> Work to be completed: Repeat the lines below exactly as written, please, from the line with "pub enum IssueStatus" to the line with "fn fmt(&self, f: &mut", both lines included, and no others.

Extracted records
---
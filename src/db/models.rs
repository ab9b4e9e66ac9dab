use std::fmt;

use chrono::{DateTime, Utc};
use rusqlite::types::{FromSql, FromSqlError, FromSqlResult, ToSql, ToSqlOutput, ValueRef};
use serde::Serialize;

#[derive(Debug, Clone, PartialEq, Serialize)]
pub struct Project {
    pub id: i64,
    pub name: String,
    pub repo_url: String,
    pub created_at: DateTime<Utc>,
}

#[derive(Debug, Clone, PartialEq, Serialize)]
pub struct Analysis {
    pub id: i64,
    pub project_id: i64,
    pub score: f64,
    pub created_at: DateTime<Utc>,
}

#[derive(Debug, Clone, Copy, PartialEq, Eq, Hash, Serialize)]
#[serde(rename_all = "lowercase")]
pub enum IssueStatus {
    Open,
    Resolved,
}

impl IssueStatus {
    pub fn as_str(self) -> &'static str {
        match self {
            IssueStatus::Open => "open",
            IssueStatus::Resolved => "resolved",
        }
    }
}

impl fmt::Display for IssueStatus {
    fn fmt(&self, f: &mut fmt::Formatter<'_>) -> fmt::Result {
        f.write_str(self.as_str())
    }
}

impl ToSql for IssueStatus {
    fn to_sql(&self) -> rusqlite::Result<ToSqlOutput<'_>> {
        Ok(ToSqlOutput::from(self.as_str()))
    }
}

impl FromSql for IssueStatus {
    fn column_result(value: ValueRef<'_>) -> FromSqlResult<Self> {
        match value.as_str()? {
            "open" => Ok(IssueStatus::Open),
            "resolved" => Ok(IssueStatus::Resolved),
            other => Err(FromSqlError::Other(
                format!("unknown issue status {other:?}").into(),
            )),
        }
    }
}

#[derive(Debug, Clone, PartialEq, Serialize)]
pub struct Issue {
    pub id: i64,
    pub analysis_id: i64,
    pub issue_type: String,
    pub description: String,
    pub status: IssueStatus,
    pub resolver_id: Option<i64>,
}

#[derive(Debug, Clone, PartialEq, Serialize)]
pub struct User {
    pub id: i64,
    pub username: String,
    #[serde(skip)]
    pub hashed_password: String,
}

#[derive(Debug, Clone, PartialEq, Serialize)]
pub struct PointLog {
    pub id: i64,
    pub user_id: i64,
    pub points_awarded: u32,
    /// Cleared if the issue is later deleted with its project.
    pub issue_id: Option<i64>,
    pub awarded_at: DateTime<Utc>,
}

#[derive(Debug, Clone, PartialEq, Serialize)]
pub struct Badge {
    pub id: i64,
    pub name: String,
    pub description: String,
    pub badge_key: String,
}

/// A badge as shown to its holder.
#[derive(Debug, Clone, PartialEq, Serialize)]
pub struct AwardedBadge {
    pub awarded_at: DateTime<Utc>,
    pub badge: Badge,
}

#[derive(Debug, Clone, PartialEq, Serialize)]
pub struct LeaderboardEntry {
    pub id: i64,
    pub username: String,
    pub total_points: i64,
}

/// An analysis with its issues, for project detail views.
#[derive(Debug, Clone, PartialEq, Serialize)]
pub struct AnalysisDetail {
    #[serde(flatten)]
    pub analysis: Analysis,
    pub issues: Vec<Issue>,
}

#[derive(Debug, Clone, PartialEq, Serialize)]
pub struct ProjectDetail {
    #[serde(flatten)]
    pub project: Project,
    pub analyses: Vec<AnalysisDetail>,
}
---
> Final answer:
pub enum IssueStatus {
    Open,
    Resolved,
}

impl IssueStatus {
    pub fn as_str(self) -> &'static str {
        match self {
            IssueStatus::Open => "open",
            IssueStatus::Resolved => "resolved",
        }
    }
}

impl fmt::Display for IssueStatus {
    fn fmt(&self, f: &mut fmt::Formatter<'_>) -> fmt::Result {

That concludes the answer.